The Parliament and legislature of States are considered to be a part of the “State” as their acts are considered to be the acts of the Government. In addition to this, the expression “local and other authorities” has been provided with a large scope by the judiciary. Local authorities include authorities such as municipalities, district boards, panchayats, etc. On the other hand, the other authorities even include private bodies, provided that the violation of the fundamental rights of a person are grave and affects the conscience of the public. One of the most celebrated judgments in this aspect is Vishaka v. State of Rajasthan (1997), through which the judiciary declared the POSH guidelines.
Even in the cases of environmental degradation, the actions of private entities have been considered to be included under the expression “other authorities”, as was held in M.C. Mehta v. Kamal Nath (1996). Even the judiciary considered itself to be a part of the expression, clearly distinguishing between the judicial and the administrative functions. This was held in the case of Riju Prasad Sharma v. State of Assam (2015).
Thus, the term “State” has been provided with a great scope so as to ensure the protection of the fundamental rights of a large number of people.
Article 13 – Laws in derogation with the fundamental rights
The provision that provides paramountcy to the fundamental rights of the citizens is Article 13 of the Constitution. It states that if a law is inconsistent with or in derogation with the fundamental rights of the citizens, it shall be deemed to be void. The nature and importance of the provision lie within the interpretation by the judiciary. The provision states that any law already in existence, as well as prospective laws to be enacted by the Parliament or the legislature, shall be void to the extent of their inconsistency with Part III.
One of the most important interpretations of Article 13 was whether any law, which has been declared void for the reason of it being in contravention with Part III of the Constitution, shall be considered to be abrogated for once and for all, or whether it shall revive with relevant amendments so as to bring it in harmony with the fundamental rights. Analysing this issue, the Hon’ble Supreme Court, in the case of Bhikaji Narain Dhakras v. the State of M.P. (1955), evolved the “Doctrine of Eclipse”. According to the doctrine, any law which was in existence before the enforcement of the Constitution, and is declared to be void for being inconsistent with fundamental rights, such law shall not be dead altogether, rather it shall be “eclipsed” until relevant amendments are made to it.

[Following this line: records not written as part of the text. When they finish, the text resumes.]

//! Command dispatch for the interactive shell.
//!
//! One tokenized line is matched against the closed set of verbs, validated
//! (arity, then target resolution, then endpoint, then payload — in that
//! order), and executed. Every failure path writes a message and ends the
//! command; nothing is retried and no partial request is ever sent.

use std::io::Write;

use serde_json::Value;
use tracing::debug;
use uuid::Uuid;

use lattice_mesh::Mesh;
use lattice_proto::{Peer, PeerId};

use crate::error::ConsoleError;
use crate::output::{OutputFormat, PeerDetails, PeerList};
use crate::tokenize::tokenize;

/// The closed set of shell verbs.
#[derive(Debug, Clone, Copy, PartialEq, Eq)]
enum Verb {
    Request,
    Info,
    Services,
    Stop,
}

impl Verb {
    /// Case-sensitive exact match on the first token.
    fn parse(token: &str) -> Option<Self> {
        match token {
            "request" => Some(Self::Request),
            "info" => Some(Self::Info),
            "services" => Some(Self::Services),
            "stop" => Some(Self::Stop),
            _ => None,
        }
    }
}

/// The interactive shell: a running flag, an output format, and a handle to
/// the mesh.
///
/// Generic over [`Mesh`] so the dispatch logic is testable without sockets.
#[derive(Debug)]
pub struct Shell<M> {
    mesh: M,
    format: OutputFormat,
    running: bool,
}

impl<M: Mesh> Shell<M> {
    /// Creates a shell in the running state.
    #[must_use]
    pub fn new(mesh: M, format: OutputFormat) -> Self {
        Self {
            mesh,
            format,
            running: true,
        }
    }

    /// Whether the read loop should continue.
    #[must_use]
    pub fn is_running(&self) -> bool {
        self.running
    }

    /// Tokenizes one input line and dispatches it.
    ///
    /// # Errors
    ///
    /// Returns an error only when writing to `out` fails; command-level
    /// failures are messages, not errors.
    pub fn handle_line<W: Write>(&mut self, line: &str, out: &mut W) -> Result<(), ConsoleError> {
        let tokens = tokenize(line);
        self.dispatch(line, &tokens, out)
    }

    /// Dispatches an already-tokenized line.
    ///
    /// An empty token sequence is the tokenizer's unparseable sentinel; a
    /// single empty token is a blank line and a silent no-op.
    ///
    /// # Errors
    ///
    /// Returns an error only when writing to `out` fails.
    pub fn dispatch<W: Write>(
        &mut self,
        line: &str,
        tokens: &[String],
        out: &mut W,
    ) -> Result<(), ConsoleError> {
        if tokens.is_empty() {
            writeln!(out, "Could not tokenize command \"{line}\"")?;
            return Ok(());
        }
        if tokens.len() == 1 && tokens[0].is_empty() {
            return Ok(());
        }

        let Some(verb) = Verb::parse(&tokens[0]) else {
            writeln!(out, "Invalid/unknown command \"{line}\"")?;
            return Ok(());
        };

        match verb {
            Verb::Stop => {
                debug!("Stop requested");
                self.running = false;
                Ok(())
            }
            Verb::Services => {
                let list = PeerList {
                    peers: self.mesh.peers(),
                };
                self.format.write(out, &list)
            }
            Verb::Info => self.info(tokens, out),
            Verb::Request => self.request(tokens, out),
        }
    }

    fn info<W: Write>(&mut self, tokens: &[String], out: &mut W) -> Result<(), ConsoleError> {
        if tokens.len() < 2 {
            writeln!(out, "Format: info <target uuid or name>")?;
            return Ok(());
        }

        let peers = self.mesh.peers();
        let Some(peer) = resolve_peer(&peers, &tokens[1]) else {
            writeln!(out, "No service could be identified with {}", tokens[1])?;
            return Ok(());
        };

        self.format.write(out, &PeerDetails { peer: peer.clone() })
    }

    fn request<W: Write>(&mut self, tokens: &[String], out: &mut W) -> Result<(), ConsoleError> {
        if tokens.len() < 4 {
            writeln!(out, "Format: request <target uuid or name> <endpoint> <json>")?;
            return Ok(());
        }

        let peers = self.mesh.peers();
        let Some(peer) = resolve_peer(&peers, &tokens[1]) else {
            writeln!(out, "No service could be identified with {}", tokens[1])?;
            return Ok(());
        };

        let endpoint = tokens[2].as_str();
        if !peer.has_endpoint(endpoint) {
            let options = peer
                .endpoints
                .iter()
                .map(String::as_str)
                .collect::<Vec<_>>()
                .join(", ");
            writeln!(out, "No endpoint named {endpoint}, options are [{options}]")?;
            return Ok(());
        }

        let payload = match serde_json::from_str::<Value>(&tokens[3]) {
            Ok(value @ Value::Object(_)) => value,
            Ok(_) => {
                writeln!(out, "Json is not valid: payload must be an object")?;
                return Ok(());
            }
            Err(e) => {
                writeln!(out, "Json is not valid: {e}")?;
                return Ok(());
            }
        };

        let pending = self.mesh.request(peer.id, endpoint, payload);
        debug!(peer = %peer.name, endpoint = %endpoint, "Request dispatched");

        // The response arrives whenever the peer answers, concurrently with
        // further reads, so it prints from its own task.
        tokio::spawn(async move {
            match pending.await {
                Some(payload) => match serde_json::to_string_pretty(&payload) {
                    Ok(pretty) => println!("Response: {pretty}"),
                    Err(e) => debug!(error = %e, "Response not printable"),
                },
                None => println!("Response: null"),
            }
        });

        Ok(())
    }
}

/// Resolves a target written as either a peer ID or a name.
///
/// A token that parses as a UUID is matched by identifier, and an ID that
/// matches nothing does not fall back to names — IDs are authoritative.
/// Anything that does not parse as a UUID is matched case-insensitively by
/// name.
fn resolve_peer<'a>(peers: &'a [Peer], target: &str) -> Option<&'a Peer> {
    if let Ok(uuid) = Uuid::parse_str(target) {
        let id = PeerId::from_uuid(uuid);
        return peers.iter().find(|p| p.id == id);
    }
    peers
        .iter()
        .find(|p| p.name.eq_ignore_ascii_case(target))
}
//! Output formatting for shell commands.
//!
//! Supports table (human-readable) and JSON output formats.

use std::io::Write;

use serde::Serialize;

use lattice_proto::Peer;

use crate::cli::Format;
use crate::error::ConsoleError;

/// Output formatter that handles both table and JSON output.
#[derive(Debug, Clone)]
pub struct OutputFormat {
    format: Format,
}

impl OutputFormat {
    /// Create a new output formatter.
    #[must_use]
    pub const fn new(format: Format) -> Self {
        Self { format }
    }

    /// Check if JSON format is selected.
    #[must_use]
    pub const fn is_json(&self) -> bool {
        matches!(self.format, Format::Json)
    }

    /// Write a serializable value to the output.
    ///
    /// # Errors
    ///
    /// Returns an error if serialization or writing fails.
    pub fn write<W, T>(&self, writer: &mut W, value: &T) -> Result<(), ConsoleError>
    where
        W: Write,
        T: Serialize + TableDisplay,
    {
        match self.format {
            Format::Json => {
                serde_json::to_writer_pretty(&mut *writer, value)
                    .map_err(|e| ConsoleError::Format(format!("JSON serialization failed: {e}")))?;
                writeln!(writer)?;
            }
            Format::Table => {
                value.write_table(writer)?;
            }
        }
        Ok(())
    }
}

impl Default for OutputFormat {
    fn default() -> Self {
        Self::new(Format::Table)
    }
}

/// Trait for types that can be displayed as a table.
pub trait TableDisplay {
    /// Write the value as a human-readable table.
    ///
    /// # Errors
    ///
    /// Returns an error if writing fails.
    fn write_table<W: Write>(&self, writer: &mut W) -> Result<(), ConsoleError>;
}

/// Peer listing for the `services` command.
#[derive(Debug, Clone, Serialize)]
pub struct PeerList {
    /// Peers currently visible in the mesh.
    pub peers: Vec<Peer>,
}

impl TableDisplay for PeerList {
    fn write_table<W: Write>(&self, writer: &mut W) -> Result<(), ConsoleError> {
        if self.peers.is_empty() {
            writeln!(writer, "No services discovered")?;
            return Ok(());
        }

        writeln!(
            writer,
            "{:<16} {:<36} {:>5}  ENDPOINTS",
            "NAME", "ID", "PORT"
        )?;
        for peer in &self.peers {
            let endpoints = peer
                .endpoints
                .iter()
                .map(String::as_str)
                .collect::<Vec<_>>()
                .join(", ");
            writeln!(
                writer,
                "{:<16} {:<36} {:>5}  {}",
                peer.name, peer.id, peer.port, endpoints
            )?;
        }
        Ok(())
    }
}

/// Single-peer details for the `info` command.
#[derive(Debug, Clone, Serialize)]
pub struct PeerDetails {
    /// The resolved peer.
    #[serde(flatten)]
    pub peer: Peer,
}

impl TableDisplay for PeerDetails {
    fn write_table<W: Write>(&self, writer: &mut W) -> Result<(), ConsoleError> {
        let endpoints = self
            .peer
            .endpoints
            .iter()
            .map(String::as_str)
            .collect::<Vec<_>>()
            .join(", ");
        writeln!(writer, "Name:      {}", self.peer.name)?;
        writeln!(writer, "Id:        {}", self.peer.id)?;
        writeln!(writer, "Port:      {}", self.peer.port)?;
        writeln!(writer, "Endpoints: [{endpoints}]")?;
        Ok(())
    }
}

#[cfg(test)]
mod tests {
    use super::*;

    fn render<T: Serialize + TableDisplay>(format: Format, value: &T) -> String {
        let mut buf = Vec::new();
        OutputFormat::new(format).write(&mut buf, value).ok();
        String::from_utf8(buf).unwrap_or_default()
    }

    #[test]
    fn empty_peer_list_prints_placeholder() {
        let out = render(Format::Table, &PeerList { peers: vec![] });
        assert!(out.contains("No services discovered"));
    }

    #[test]
    fn peer_list_table_contains_all_columns() {
        let peer = Peer::new("inventory", 9040)
            .with_endpoint("list")
            .with_endpoint("reserve");
        let id = peer.id.to_string();
        let out = render(Format::Table, &PeerList { peers: vec![peer] });

        assert!(out.contains("inventory"));
        assert!(out.contains(&id));
        assert!(out.contains("9040"));
        assert!(out.contains("list, reserve"));
    }

    #[test]
    fn peer_list_json_is_parseable() {
        let peer = Peer::new("inventory", 9040).with_endpoint("list");
        let out = render(Format::Json, &PeerList { peers: vec![peer] });

        let value: Option<serde_json::Value> = serde_json::from_str(&out).ok();
        let peers = value
            .as_ref()
            .and_then(|v| v.get("peers"))
            .and_then(|v| v.as_array())
            .map_or(0, Vec::len);
        assert_eq!(peers, 1);
    }

    #[test]
    fn peer_details_table_lists_every_field() {
        let peer = Peer::new("billing", 9100).with_endpoint("charge");
        let id = peer.id.to_string();
        let out = render(Format::Table, &PeerDetails { peer });

        assert!(out.contains("Name:      billing"));
        assert!(out.contains(&id));
        assert!(out.contains("Port:      9100"));
        assert!(out.contains("Endpoints: [charge]"));
    }

    #[test]
    fn peer_details_json_flattens_record() {
        let peer = Peer::new("billing", 9100);
        let out = render(Format::Json, &PeerDetails { peer });

        let value: Option<serde_json::Value> = serde_json::from_str(&out).ok();
        assert_eq!(
            value.as_ref().and_then(|v| v.get("name")).and_then(|v| v.as_str()),
            Some("billing")
        );
    }
}
//! Identity and metadata types for mesh peers.

use std::collections::BTreeSet;
use std::fmt;

use serde::{Deserialize, Serialize};
use uuid::Uuid;

/// Unique identifier for a peer in the mesh.
#[derive(Debug, Clone, Copy, PartialEq, Eq, Hash, Serialize, Deserialize)]
pub struct PeerId(Uuid);

impl PeerId {
    /// Creates a new unique peer ID.
    #[must_use]
    pub fn new() -> Self {
        Self(Uuid::new_v4())
    }

    /// Creates a peer ID from a UUID.
    #[must_use]
    pub fn from_uuid(uuid: Uuid) -> Self {
        Self(uuid)
    }

    /// Returns the underlying UUID.
    #[must_use]
    pub fn as_uuid(&self) -> &Uuid {
        &self.0
    }
}

impl Default for PeerId {
    fn default() -> Self {
        Self::new()
    }
}

impl fmt::Display for PeerId {
    fn fmt(&self, f: &mut fmt::Formatter<'_>) -> fmt::Result {
        write!(f, "{}", self.0)
    }
}

/// A peer service visible in the mesh.
///
/// This is the record exchanged in announcements and returned from peer
/// snapshots. It deliberately carries no network address beyond the invoke
/// port; the address a peer was observed from is transport bookkeeping and
/// stays inside the mesh layer.
#[derive(Debug, Clone, PartialEq, Eq, Serialize, Deserialize)]
pub struct Peer {
    /// Unique peer identifier.
    pub id: PeerId,
    /// Display name. Unique per deployment by convention only.
    pub name: String,
    /// Port the peer's invoke transport listens on.
    pub port: u16,
    /// Endpoint names this peer accepts requests against.
    pub endpoints: BTreeSet<String>,
}

impl Peer {
    /// Creates a peer record with a fresh ID and no endpoints.
    #[must_use]
    pub fn new(name: impl Into<String>, port: u16) -> Self {
        Self {
            id: PeerId::new(),
            name: name.into(),
            port,
            endpoints: BTreeSet::new(),
        }
    }

    /// Adds an endpoint name.
    #[must_use]
    pub fn with_endpoint(mut self, name: impl Into<String>) -> Self {
        self.endpoints.insert(name.into());
        self
    }

    /// Checks whether this peer advertises the named endpoint.
    #[must_use]
    pub fn has_endpoint(&self, name: &str) -> bool {
        self.endpoints.contains(name)
    }
}

#[cfg(test)]
mod tests {
    use super::*;

    #[test]
    fn peer_id_new_creates_unique_ids() {
        let id1 = PeerId::new();
        let id2 = PeerId::new();
        assert_ne!(id1, id2);
    }

    #[test]
    fn peer_id_from_uuid_round_trips() {
        let uuid = Uuid::new_v4();
        let id = PeerId::from_uuid(uuid);
        assert_eq!(id.as_uuid(), &uuid);
    }

    #[test]
    fn peer_id_display_is_uuid_form() {
        let uuid = Uuid::new_v4();
        let id = PeerId::from_uuid(uuid);
        assert_eq!(id.to_string(), uuid.to_string());
    }

    #[test]
    fn peer_builder_collects_endpoints() {
        let peer = Peer::new("inventory", 9040)
            .with_endpoint("list")
            .with_endpoint("reserve");

        assert_eq!(peer.name, "inventory");
        assert_eq!(peer.port, 9040);
        assert!(peer.has_endpoint("list"));
        assert!(peer.has_endpoint("reserve"));
        assert!(!peer.has_endpoint("missing"));
    }

    #[test]
    fn peer_endpoints_are_ordered() {
        let peer = Peer::new("inventory", 9040)
            .with_endpoint("zeta")
            .with_endpoint("alpha");

        let names: Vec<&String> = peer.endpoints.iter().collect();
        assert_eq!(names, ["alpha", "zeta"]);
    }

    #[test]
    fn peer_serialization_round_trips() {
        let peer = Peer::new("billing", 9100).with_endpoint("charge");

        let json = serde_json::to_string(&peer).ok();
        assert!(json.is_some());

        let deserialized: Result<Peer, _> = serde_json::from_str(&json.unwrap_or_default());
        assert_eq!(deserialized.ok(), Some(peer));
    }
}
//! Console error types.

use std::fmt;

/// Console-specific errors.
///
/// Command-level failures (bad arity, unknown peer, invalid payload) are
/// user-facing messages, not errors; only faults of the console itself land
/// here.
#[derive(Debug)]
pub enum ConsoleError {
    /// Starting the mesh node failed.
    Startup(String),
    /// Output formatting error.
    Format(String),
    /// IO error.
    Io(std::io::Error),
}

impl fmt::Display for ConsoleError {
    fn fmt(&self, f: &mut fmt::Formatter<'_>) -> fmt::Result {
        match self {
            Self::Startup(msg) => write!(f, "startup error: {msg}"),
            Self::Format(msg) => write!(f, "format error: {msg}"),
            Self::Io(e) => write!(f, "IO error: {e}"),
        }
    }
}

impl std::error::Error for ConsoleError {
    fn source(&self) -> Option<&(dyn std::error::Error + 'static)> {
        match self {
            Self::Io(e) => Some(e),
            _ => None,
        }
    }
}

impl From<std::io::Error> for ConsoleError {
    fn from(err: std::io::Error) -> Self {
        Self::Io(err)
    }
}
//! Error types for the lattice-proto crate.

use thiserror::Error;

/// Errors that can occur during protocol operations.
#[derive(Debug, Error)]
pub enum ProtoError {
    /// Failed to encode a message.
    #[error("encoding error: {0}")]
    Encoding(String),

    /// Failed to decode a message.
    #[error("decoding error: {0}")]
    Decoding(String),
}
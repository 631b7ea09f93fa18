//! Durable artifact writers for tractscore exports.
//!
//! Every artifact is written to a temp file beside its target and renamed
//! into place, so a reader never sees a half-written file. Writers return
//! [`ArtifactMeta`] (path, SHA-256, size) for the export manifest.

mod bundle;
mod manifest;
mod workbook;

use std::fs::File;
use std::io::{BufWriter, Write};
use std::path::{Component, Path};

use sha2::{Digest, Sha256};
use tracing::debug;

use tractscore_shared::{ArtifactMeta, Result, TractScoreError};
use tractscore_table::{Table, write_csv};

pub use bundle::write_bundle;
pub use manifest::{MANIFEST_FILE_NAME, read_manifest, verify_manifest, write_manifest};
pub use workbook::{Sheet, WorkbookFormat, write_workbook};

/// Write `path` atomically: `fill` writes into a sibling temp file that is then renamed.
pub fn write_atomic(
    path: &Path,
    fill: impl FnOnce(&mut BufWriter<File>) -> Result<()>,
) -> Result<()> {
    let parent = path.parent().filter(|p| !p.as_os_str().is_empty());
    if let Some(parent) = parent {
        std::fs::create_dir_all(parent).map_err(|e| TractScoreError::io(parent, e))?;
    }
    let filename = path
        .file_name()
        .ok_or_else(|| TractScoreError::validation(format!("not a file path: {}", path.display())))?;
    let temp = path.with_file_name(format!(".{}.tmp", filename.to_string_lossy()));

    let file = File::create(&temp).map_err(|e| TractScoreError::io(&temp, e))?;
    let mut writer = BufWriter::new(file);
    let filled = fill(&mut writer).and_then(|()| {
        writer
            .flush()
            .map_err(|e| TractScoreError::io(&temp, e))
    });
    drop(writer);
    if let Err(e) = filled {
        let _ = std::fs::remove_file(&temp);
        return Err(e);
    }

    std::fs::rename(&temp, path).map_err(|e| TractScoreError::io(path, e))?;
    Ok(())
}

/// Write raw bytes atomically.
pub fn write_bytes(path: &Path, bytes: &[u8]) -> Result<()> {
    write_atomic(path, |w| {
        w.write_all(bytes).map_err(|e| TractScoreError::io(path, e))
    })
}

/// Write a table as CSV, optionally preceded by a UTF-8 byte order mark.
pub fn write_csv_file(path: &Path, table: &Table, bom: bool) -> Result<()> {
    write_atomic(path, |w| write_csv(table, w, bom))?;
    debug!(path = %path.display(), rows = table.len(), "wrote csv");
    Ok(())
}

/// Write a table as a JSON array of row objects, nulls included.
pub fn write_records_file(path: &Path, table: &Table) -> Result<()> {
    write_atomic(path, |w| table.write_records(w))?;
    debug!(path = %path.display(), rows = table.len(), "wrote json records");
    Ok(())
}

/// Write a serializable value as pretty-printed JSON.
pub fn write_json_file<T: serde::Serialize + ?Sized>(path: &Path, data: &T) -> Result<()> {
    let json = serde_json::to_vec_pretty(data)
        .map_err(|e| TractScoreError::Artifact(format!("JSON serialization failed: {e}")))?;
    write_bytes(path, &json)?;
    debug!(path = %path.display(), "wrote JSON file");
    Ok(())
}

/// Hex SHA-256 of a byte slice.
pub fn sha256_hex(bytes: &[u8]) -> String {
    let mut hasher = Sha256::new();
    hasher.update(bytes);
    format!("{:x}", hasher.finalize())
}

/// Checksum metadata of a written file, with its path relative to `root`.
pub fn artifact_meta(root: &Path, path: &Path) -> Result<ArtifactMeta> {
    let bytes = std::fs::read(path).map_err(|e| TractScoreError::io(path, e))?;
    let relative = path.strip_prefix(root).map_err(|_| {
        TractScoreError::validation(format!(
            "{} is not under {}",
            path.display(),
            root.display()
        ))
    })?;
    Ok(ArtifactMeta {
        path: portable_path(relative),
        sha256: sha256_hex(&bytes),
        size_bytes: bytes.len() as u64,
    })
}

/// `/`-separated form of a relative path.
fn portable_path(path: &Path) -> String {
    path.components()
        .filter_map(|c| match c {
            Component::Normal(part) => Some(part.to_string_lossy().into_owned()),
            _ => None,
        })
        .collect::<Vec<_>>()
        .join("/")
}
//! Tract search index: one centroid per tract.

use tractscore_shared::{Result, SearchConfig, TractScoreError};
use tractscore_table::Table;

/// Project the centroid reference to `{tract id, latitude, longitude}`.
pub fn build_tract_search(centroids: &Table, search: &SearchConfig) -> Result<Table> {
    centroids
        .select(&[&search.id_column, &search.lat_column, &search.lon_column])
        .map_err(|e| TractScoreError::parse(format!("tract centroids: {e}")))
}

Another crucial aspect interpreted by the judiciary was whether an ordinance or an amendment shall be considered to be a ‘law’ under Article 13. Article 13 (3)(a) states that the expression “law” would be inclusive of ordinances, orders, bye-laws, customs and usage, notifications, and regulations that are applicable on the territory of India. A conflict between the judiciary and legislature was based on the inclusion of amendments under Article 368 of the Constitution within the expression “law in force”. The judiciary was of the opinion that amendments shall be included under the expression, as it was held in I.C. Golak Nath v. the State of Punjab (1967). However, Article 13(4) was introduced through the Constitution (24th Amendment) Act, 1971, which excluded the amendments from the expression altogether. The validity of the amendment was upheld by the Hon’ble Supreme Court in Kesavananda Bharati v. the State of Kerala (1970).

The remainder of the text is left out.